Our Allies in the War to Come

As the Great Wall of Chinese communism begins to show signs of crumbling into a long overdue dilapidation, a billion people will be readier than they have ever been to hear the Good News of Christ. At the same time they will meet the immense force of the anti-evangelist, the advertiser, the marketer of western lusts and madness. Whatever good ideas the west has had to give have long been given already, or are so bound up with the Christian faith that you cannot have one without the other. That is regardless of what secularists want so pathetically to believe, they with their touching superstitions of universal and steady human progress; as if a quicker internet search engine meant a wiser and more thoughtful man. What the west mainly gives now is pornographic in the broadest sense. Ours is a political economy of whores, by whores, and for whores, bidding fair to wipe all genuinely human cultures off the face of the earth. If you believe I exaggerate, open a high school reader or watch five minutes of television.

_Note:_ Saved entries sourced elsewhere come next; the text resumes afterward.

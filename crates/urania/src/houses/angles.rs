//! Ascendant and Midheaven.
//!
//! Source: standard spherical astronomy (Meeus ch. 13). The ascendant form
//! below puts the result in the correct quadrant without a follow-up
//! correction.

use crate::angle::normalize_angle;
use crate::error::{ChartError, Result};
use crate::time::check_obliquity;

/// Ecliptic longitude rising on the eastern horizon.
///
/// `Asc = atan2(cos LST, −sin LST·cos ε − tan φ·sin ε)`
///
/// All arguments in degrees. Fails with `InvalidLatitude` when
/// |latitude| >= 90, where `tan φ` is singular, and with `InvalidSetting`
/// for a non-finite sidereal time or an obliquity outside (0, 90).
pub fn ascendant(local_sidereal_time: f64, latitude: f64, obliquity: f64) -> Result<f64> {
    if !latitude.is_finite() || latitude.abs() >= 90.0 {
        return Err(ChartError::InvalidLatitude { latitude });
    }
    if !local_sidereal_time.is_finite() {
        return Err(ChartError::setting(
            "local sidereal time",
            local_sidereal_time,
            "must be finite",
        ));
    }
    check_obliquity(obliquity)?;
    Ok(ascendant_unchecked(local_sidereal_time, latitude, obliquity))
}

/// The ascendant formula without the latitude check; callers guarantee
/// |latitude| < 90.
pub(crate) fn ascendant_unchecked(local_sidereal_time: f64, latitude: f64, obliquity: f64) -> f64 {
    let lst = local_sidereal_time.to_radians();
    let phi = latitude.to_radians();
    let (sin_eps, cos_eps) = obliquity.to_radians().sin_cos();
    let asc = f64::atan2(lst.cos(), -lst.sin() * cos_eps - phi.tan() * sin_eps);
    normalize_angle(asc.to_degrees())
}

/// Midheaven taken as the local sidereal time itself.
///
/// This is the right ascension of the meridian read directly as an
/// ecliptic longitude; it agrees with the projected MC at the cardinal
/// points and differs by at most about 2.5 degrees in between.
pub fn midheaven(local_sidereal_time: f64) -> f64 {
    normalize_angle(local_sidereal_time)
}

#[cfg(test)]
mod tests {
    use super::*;
    use crate::time::DEFAULT_OBLIQUITY;

    #[test]
    fn equator_at_lst_zero_rises_cancer() {
        let asc = ascendant(0.0, 0.0, DEFAULT_OBLIQUITY).unwrap();
        assert!((asc - 90.0).abs() < 1e-12);
    }

    #[test]
    fn asc_is_ahead_of_mc() {
        for i in 0..36 {
            let lst = i as f64 * 10.0;
            let asc = ascendant(lst, 45.0, DEFAULT_OBLIQUITY).unwrap();
            let arc = crate::angle::forward_arc(midheaven(lst), asc);
            assert!(arc > 0.0 && arc < 180.0, "lst {lst}: arc {arc}");
        }
    }

    #[test]
    fn rejects_poles() {
        assert!(matches!(
            ascendant(0.0, 90.0, DEFAULT_OBLIQUITY),
            Err(ChartError::InvalidLatitude { .. })
        ));
        assert!(ascendant(0.0, f64::NAN, DEFAULT_OBLIQUITY).is_err());
    }

    #[test]
    fn rejects_non_finite_inputs() {
        assert!(matches!(
            ascendant(f64::NAN, 40.0, DEFAULT_OBLIQUITY),
            Err(ChartError::InvalidSetting { .. })
        ));
        assert!(matches!(
            ascendant(10.0, 40.0, f64::INFINITY),
            Err(ChartError::InvalidSetting { .. })
        ));
        // Latitude is checked first
        assert!(matches!(
            ascendant(f64::NAN, 95.0, f64::NAN),
            Err(ChartError::InvalidLatitude { .. })
        ));
    }
}
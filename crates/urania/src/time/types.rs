use chrono::{DateTime, Datelike, FixedOffset, Offset, TimeZone, Timelike, Utc};
use serde::{Deserialize, Serialize};
use std::fmt;

use crate::error::{ChartError, Result};

/// First Gregorian date supported: 1582-10-15.
pub const MIN_DATE: (i32, u32, u32) = (1582, 10, 15);
/// Last supported date: 2100-12-31.
pub const MAX_DATE: (i32, u32, u32) = (2100, 12, 31);

/// A validated Gregorian calendar instant with an explicit UTC offset.
///
/// Fields are civil time at `utc_offset_secs` east of Greenwich. A
/// `Timestamp` is never mutated; conversions produce new values.
#[derive(Debug, Clone, Copy, PartialEq, Serialize, Deserialize)]
pub struct Timestamp {
    year: i32,
    month: u32,
    day: u32,
    hour: u32,
    minute: u32,
    second: f64,
    utc_offset_secs: i32,
}

impl Timestamp {
    /// Create a UTC timestamp, validating every calendar field.
    pub fn new(
        year: i32,
        month: u32,
        day: u32,
        hour: u32,
        minute: u32,
        second: f64,
    ) -> Result<Self> {
        validate_fields(year, month, day, hour, minute, second)?;
        Ok(Self {
            year,
            month,
            day,
            hour,
            minute,
            second,
            utc_offset_secs: 0,
        })
    }

    /// Reinterpret the civil fields as local time at `offset`.
    pub fn with_offset(self, offset: FixedOffset) -> Self {
        Self {
            utc_offset_secs: offset.local_minus_utc(),
            ..self
        }
    }

    /// Build a timestamp from any chrono datetime, keeping its offset.
    pub fn from_datetime<Tz: TimeZone>(dt: &DateTime<Tz>) -> Result<Self> {
        let offset = dt.offset().fix();
        let local = dt.naive_local();
        let second = local.second() as f64 + local.nanosecond() as f64 / 1e9;
        // Leap-second nanoseconds spill past 60s; clamp into the last second
        let second = second.min(59.999_999_999);
        Ok(Self::new(
            local.year(),
            local.month(),
            local.day(),
            local.hour(),
            local.minute(),
            second,
        )?
        .with_offset(offset))
    }

    pub fn year(&self) -> i32 {
        self.year
    }

    pub fn month(&self) -> u32 {
        self.month
    }

    pub fn day(&self) -> u32 {
        self.day
    }

    pub fn hour(&self) -> u32 {
        self.hour
    }

    pub fn minute(&self) -> u32 {
        self.minute
    }

    pub fn second(&self) -> f64 {
        self.second
    }

    /// Offset east of UTC in seconds.
    pub fn utc_offset_secs(&self) -> i32 {
        self.utc_offset_secs
    }

    /// Seconds elapsed since local midnight.
    pub(crate) fn seconds_of_day(&self) -> f64 {
        (self.hour * 3600 + self.minute * 60) as f64 + self.second
    }
}

impl fmt::Display for Timestamp {
    fn fmt(&self, f: &mut fmt::Formatter<'_>) -> fmt::Result {
        write!(
            f,
            "{:04}-{:02}-{:02}T{:02}:{:02}:{:06.3}",
            self.year, self.month, self.day, self.hour, self.minute, self.second
        )?;
        let off = self.utc_offset_secs;
        if off == 0 {
            write!(f, "Z")
        } else {
            let sign = if off < 0 { '-' } else { '+' };
            let abs = off.unsigned_abs();
            write!(f, "{}{:02}:{:02}", sign, abs / 3600, (abs % 3600) / 60)
        }
    }
}

/// Continuous day count from noon, 1 January 4713 BC (proleptic Julian).
///
/// Always expressed on the UT scale; this is the only time variable the
/// position and house layers consume.
#[derive(Debug, Clone, Copy, PartialEq, PartialOrd, Serialize, Deserialize)]
#[serde(transparent)]
pub struct JulianDay(pub f64);

impl JulianDay {
    pub fn value(self) -> f64 {
        self.0
    }

    /// Shift by a (possibly fractional) number of days.
    pub fn add_days(self, days: f64) -> Self {
        Self(self.0 + days)
    }

    /// Convert to a UTC chrono datetime, rounded to the millisecond.
    pub fn to_datetime(self) -> Option<DateTime<Utc>> {
        // 2440587.5 is the Unix epoch
        let millis = ((self.0 - 2_440_587.5) * 86_400_000.0).round();
        if !millis.is_finite() {
            return None;
        }
        DateTime::from_timestamp_millis(millis as i64)
    }
}

impl From<JulianDay> for f64 {
    fn from(jd: JulianDay) -> Self {
        jd.0
    }
}

impl fmt::Display for JulianDay {
    fn fmt(&self, f: &mut fmt::Formatter<'_>) -> fmt::Result {
        write!(f, "JD {:.6}", self.0)
    }
}

pub(crate) fn is_leap_year(year: i32) -> bool {
    (year % 4 == 0 && year % 100 != 0) || year % 400 == 0
}

pub(crate) fn days_in_month(year: i32, month: u32) -> u32 {
    match month {
        1 | 3 | 5 | 7 | 8 | 10 | 12 => 31,
        4 | 6 | 9 | 11 => 30,
        2 if is_leap_year(year) => 29,
        2 => 28,
        _ => 0,
    }
}

fn validate_fields(
    year: i32,
    month: u32,
    day: u32,
    hour: u32,
    minute: u32,
    second: f64,
) -> Result<()> {
    if !(1..=12).contains(&month) {
        return Err(ChartError::timestamp(format!("month {month} is not in 1..=12")));
    }
    let max_day = days_in_month(year, month);
    if day == 0 || day > max_day {
        return Err(ChartError::timestamp(format!(
            "day {day} is not valid for {year:04}-{month:02} (1..={max_day})"
        )));
    }
    if hour > 23 {
        return Err(ChartError::timestamp(format!("hour {hour} is not in 0..=23")));
    }
    if minute > 59 {
        return Err(ChartError::timestamp(format!("minute {minute} is not in 0..=59")));
    }
    if !second.is_finite() || !(0.0..60.0).contains(&second) {
        return Err(ChartError::timestamp(format!("second {second} is not in [0, 60)")));
    }
    if (year, month, day) < MIN_DATE || (year, month, day) > MAX_DATE {
        return Err(ChartError::timestamp(format!(
            "{year:04}-{month:02}-{day:02} is outside the supported Gregorian range \
             {:04}-{:02}-{:02}..={:04}-{:02}-{:02}",
            MIN_DATE.0, MIN_DATE.1, MIN_DATE.2, MAX_DATE.0, MAX_DATE.1, MAX_DATE.2
        )));
    }
    Ok(())
}

#[cfg(test)]
mod tests {
    use super::*;

    #[test]
    fn leap_years_follow_gregorian_rule() {
        assert!(is_leap_year(2024));
        assert!(is_leap_year(2000));
        assert!(!is_leap_year(1900));
        assert!(!is_leap_year(2023));
    }

    #[test]
    fn rejects_out_of_range_fields() {
        assert!(Timestamp::new(2023, 2, 29, 0, 0, 0.0).is_err());
        assert!(Timestamp::new(2024, 13, 1, 0, 0, 0.0).is_err());
        assert!(Timestamp::new(2024, 4, 31, 0, 0, 0.0).is_err());
        assert!(Timestamp::new(2024, 1, 1, 24, 0, 0.0).is_err());
        assert!(Timestamp::new(2024, 1, 1, 0, 60, 0.0).is_err());
        assert!(Timestamp::new(2024, 1, 1, 0, 0, 60.0).is_err());
        assert!(Timestamp::new(2024, 1, 1, 0, 0, f64::NAN).is_err());
        assert!(Timestamp::new(1582, 10, 14, 0, 0, 0.0).is_err());
        assert!(Timestamp::new(2101, 1, 1, 0, 0, 0.0).is_err());
        assert!(Timestamp::new(1582, 10, 15, 0, 0, 0.0).is_ok());
    }

    #[test]
    fn display_includes_offset() {
        let ts = Timestamp::new(1990, 7, 4, 9, 30, 0.0)
            .unwrap()
            .with_offset(FixedOffset::west_opt(5 * 3600).unwrap());
        assert_eq!(ts.to_string(), "1990-07-04T09:30:00.000-05:00");
    }
}
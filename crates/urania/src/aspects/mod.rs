pub mod calculator;
pub mod types;

pub use calculator::{
    all_aspects, classify_motion, cross_aspects, find_aspect, match_aspect, AspectCalculator,
    MOTION_STEP_DAYS,
};
pub use types::{
    Aspect, AspectDefinition, AspectKind, AspectMotion, AspectPair, AspectTable, EXACT_THRESHOLD,
    MAX_ORB,
};
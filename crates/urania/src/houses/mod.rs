pub mod angles;
pub mod calculator;
pub mod types;

pub use angles::{ascendant, midheaven};
pub use calculator::{house_cusps, houses};
pub use types::{HouseCusp, HouseCusps, HouseSystem, PLACIDUS_MAX_LATITUDE};
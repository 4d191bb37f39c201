use crate::angle::{angular_distance, normalize_angle};
use crate::aspects::types::{Aspect, AspectMotion, AspectPair, AspectTable, EXACT_THRESHOLD};
use crate::ephemeris::BodyPosition;

/// Days to project positions forward when sampling aspect motion.
pub const MOTION_STEP_DAYS: f64 = 0.1;

/// Best aspect formed by two longitudes, if any.
///
/// Every table entry whose angle lies within its orb of the separation is a
/// candidate; the smallest deviation wins, and on equal deviation the entry
/// listed first. The result carries no motion.
pub fn find_aspect(lon_a: f64, lon_b: f64, table: &AspectTable) -> Option<Aspect> {
    let separation = angular_distance(lon_a, lon_b);

    let mut best: Option<Aspect> = None;
    for def in table.iter() {
        let deviation = (separation - def.angle()).abs();
        if deviation > def.orb() {
            continue;
        }
        if best.is_some_and(|b| b.deviation <= deviation) {
            continue;
        }
        best = Some(Aspect {
            kind: def.kind(),
            angle: def.angle(),
            orb: def.orb(),
            separation,
            deviation,
            strength: ((def.orb() - deviation) / def.orb()).max(0.0),
            exact: deviation < EXACT_THRESHOLD,
            motion: None,
        });
    }
    best
}

/// Aspect between two positioned bodies, with motion when both have speeds.
pub fn match_aspect(a: &BodyPosition, b: &BodyPosition, table: &AspectTable) -> Option<Aspect> {
    let mut aspect = find_aspect(a.lon, b.lon, table)?;
    if let (Some(speed_a), Some(speed_b)) = (a.speed_lon, b.speed_lon) {
        aspect.motion = Some(classify_motion(
            a.lon,
            b.lon,
            normalize_angle(a.lon + speed_a * MOTION_STEP_DAYS),
            normalize_angle(b.lon + speed_b * MOTION_STEP_DAYS),
            aspect.angle,
        ));
    }
    Some(aspect)
}

/// Applying when the later pair of samples is closer to `angle` than the
/// earlier pair, separating otherwise (including no change).
pub fn classify_motion(now_a: f64, now_b: f64, next_a: f64, next_b: f64, angle: f64) -> AspectMotion {
    let now = (angular_distance(now_a, now_b) - angle).abs();
    let next = (angular_distance(next_a, next_b) - angle).abs();
    if next < now {
        AspectMotion::Applying
    } else {
        AspectMotion::Separating
    }
}

/// Aspects among every unordered pair of `positions`.
///
/// Sorted by ascending deviation; pairs with equal deviation keep the
/// enumeration order (i < j, i outer).
pub fn all_aspects(positions: &[BodyPosition], table: &AspectTable) -> Vec<AspectPair> {
    let mut pairs = Vec::new();
    for (i, a) in positions.iter().enumerate() {
        for b in &positions[i + 1..] {
            if let Some(aspect) = match_aspect(a, b, table) {
                pairs.push(AspectPair {
                    from: a.body,
                    to: b.body,
                    aspect,
                });
            }
        }
    }
    sort_by_deviation(&mut pairs);
    pairs
}

/// Aspects from every body in `from` to every body in `to`.
///
/// The same body on both sides is still compared (a transiting Sun to the
/// natal Sun). Ordering follows `all_aspects`.
pub fn cross_aspects(
    from: &[BodyPosition],
    to: &[BodyPosition],
    table: &AspectTable,
) -> Vec<AspectPair> {
    let mut pairs = Vec::new();
    for a in from {
        for b in to {
            if let Some(aspect) = match_aspect(a, b, table) {
                pairs.push(AspectPair {
                    from: a.body,
                    to: b.body,
                    aspect,
                });
            }
        }
    }
    sort_by_deviation(&mut pairs);
    pairs
}

fn sort_by_deviation(pairs: &mut [AspectPair]) {
    // sort_by is stable
    pairs.sort_by(|x, y| x.aspect.deviation.total_cmp(&y.aspect.deviation));
}

/// Aspect calculator bound to one table.
#[derive(Debug, Clone, Default)]
pub struct AspectCalculator {
    table: AspectTable,
}

impl AspectCalculator {
    pub fn new(table: AspectTable) -> Self {
        Self { table }
    }

    pub fn table(&self) -> &AspectTable {
        &self.table
    }

    pub fn calculate_aspect(&self, lon_a: f64, lon_b: f64) -> Option<Aspect> {
        find_aspect(lon_a, lon_b, &self.table)
    }

    pub fn compute_aspects(&self, positions: &[BodyPosition]) -> Vec<AspectPair> {
        all_aspects(positions, &self.table)
    }

    pub fn compute_cross_aspects(&self, from: &[BodyPosition], to: &[BodyPosition]) -> Vec<AspectPair> {
        cross_aspects(from, to, &self.table)
    }
}
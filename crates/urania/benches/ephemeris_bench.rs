use criterion::{black_box, criterion_group, criterion_main, Criterion};
use urania::ephemeris::{Body, GeoLocation, MeanElements, PositionProvider, DEFAULT_SPEED_STEP};
use urania::houses::{houses, HouseSystem};
use urania::time::{JulianDay, Timestamp, DEFAULT_OBLIQUITY};
use urania::{Chart, ChartSettings};

fn bench_positions(c: &mut Criterion) {
    let jd = JulianDay(2_460_410.5);

    c.bench_function("positions_all_bodies", |b| {
        b.iter(|| MeanElements.positions(black_box(&Body::ALL), black_box(jd), DEFAULT_SPEED_STEP))
    });
}

fn bench_houses(c: &mut Criterion) {
    for system in HouseSystem::ALL {
        c.bench_function(&format!("houses_{system}"), |b| {
            b.iter(|| houses(system, black_box(123.4), black_box(40.7128), DEFAULT_OBLIQUITY))
        });
    }
}

fn bench_natal_chart(c: &mut Criterion) {
    let settings = ChartSettings::default();
    let location = GeoLocation::new(40.7128, -74.0060).unwrap();
    let timestamp = Timestamp::new(2024, 4, 10, 15, 30, 0.0).unwrap();

    c.bench_function("natal_chart", |b| {
        b.iter(|| Chart::natal(black_box(timestamp), black_box(location), black_box(&settings)))
    });
}

criterion_group!(benches, bench_positions, bench_houses, bench_natal_chart);
criterion_main!(benches);
//! # tone-core
//!
//! Core types for HDR tonemapping.
//!
//! This crate provides the foundational types used throughout the TONE-RS
//! workspace:
//!
//! - [`HdrImage`] - immutable linear-light RGB pixel grid (f32 per channel)
//! - [`LdrImage`] - display-referred 8-bit RGB output grid
//! - [`luminance_rec709`] - perceptual luminance weighting
//! - [`Error`], [`Result`] - unified error handling
//!
//! # Data Model
//!
//! An [`HdrImage`] is loaded once, never mutated, and read by every phase of
//! the pipeline: the statistics reduction reads all pixels, the map pass
//! reads one pixel (plus neighborhoods for the local operator). The
//! [`LdrImage`] is allocated empty and each cell written exactly once.
//!
//! # Memory Layout
//!
//! Both grids store pixels in **row-major** order, top-to-bottom,
//! channels interleaved:
//!
//! ```text
//! Memory: [R G B R G B R G B ...]  <- Row 0
//!         [R G B R G B R G B ...]  <- Row 1
//! ```

#![warn(missing_docs)]
#![warn(rustdoc::missing_crate_level_docs)]

pub mod error;
pub mod image;
pub mod pixel;

pub use error::{Error, Result};
pub use image::{HdrImage, LdrImage};
pub use pixel::{luminance_rec709, REC709_LUMA, REC709_LUMA_B, REC709_LUMA_G, REC709_LUMA_R};
//! # tone-color
//!
//! The global tone curve catalog.
//!
//! Every function here is a pure mapping from one HDR color to one
//! display-referred color. Curves that depend on whole-image statistics
//! (the extended Reinhard variants) take the relevant scalar as a
//! parameter; nothing in this crate reads the pixel grid.
//!
//! # Modules
//!
//! - [`reinhard`] - the Reinhard compression family
//! - [`filmic`] - Uncharted2-style filmic shoulder curve
//! - [`aces`] - fitted and approximate ACES transforms
//! - [`response`] - measured sensor-response lookup
//! - [`srgb`] - gamma encoding and 8-bit quantization
//! - [`luma`] - luminance projection and rescaling
//!
//! # Example
//!
//! ```rust
//! use tone_color::reinhard;
//! use tone_math::Vec3;
//!
//! let hdr = Vec3::new(4.0, 1.0, 0.25);
//! let ldr = reinhard::reinhard(hdr);
//! assert!(ldr.max_element() < 1.0);
//! ```

#![warn(missing_docs)]
#![warn(rustdoc::missing_crate_level_docs)]

pub mod aces;
mod error;
pub mod filmic;
pub mod luma;
pub mod reinhard;
pub mod response;
pub mod srgb;

pub use error::{ColorError, ColorResult};
pub use filmic::FilmicParams;
pub use response::ResponseTable;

God has, however, endowed the Christian evangelist with two tremendously powerful allies. They are nature and culture. Let us look at each in turn. When Cardinal Bernardin proposed his “seamless garment” of social justice, he was right in the seamlessness but wrong in the garment. His garment was stitched together from patches of social policies that were at best to be recommended only for his own place and time. But opposition to baby-murdering is not inherently bound to any specific political program, such as broadening access to food stamps for the poor. I am not saying anything about food stamps. I am saying that, in thinking of things politically and parochially rather than philosophically, Cardinal Bernardin failed to see that abortion flowed seamlessly into other outrages against nature. 
    

It is unnatural for a mother to turn her womb into a killing field. It is also unnatural, a kind of idolatry or blasphemy, for two men or two women to mimic sexual intercourse with one another. It is unnatural, a form of spiritual child abuse every bit as destructive as the physical, to put before the eyes of children the buffet of sexual excitations to which they are introduced by the pornogogues of our schools. It is unnatural willingly to deprive children of a mother or a father. It is unnatural to starve the developing manhood of our boys, or to frustrate or foul the developing womanhood of our girls. No doubt the reader can come up with plenty of his or her own examples of our detestation of nature. These may descend from a Moloch-like grinning at dismembered baby-parts, to things apparently trivial, such as compelling a boy to grope and press a girl on the wrestling mat.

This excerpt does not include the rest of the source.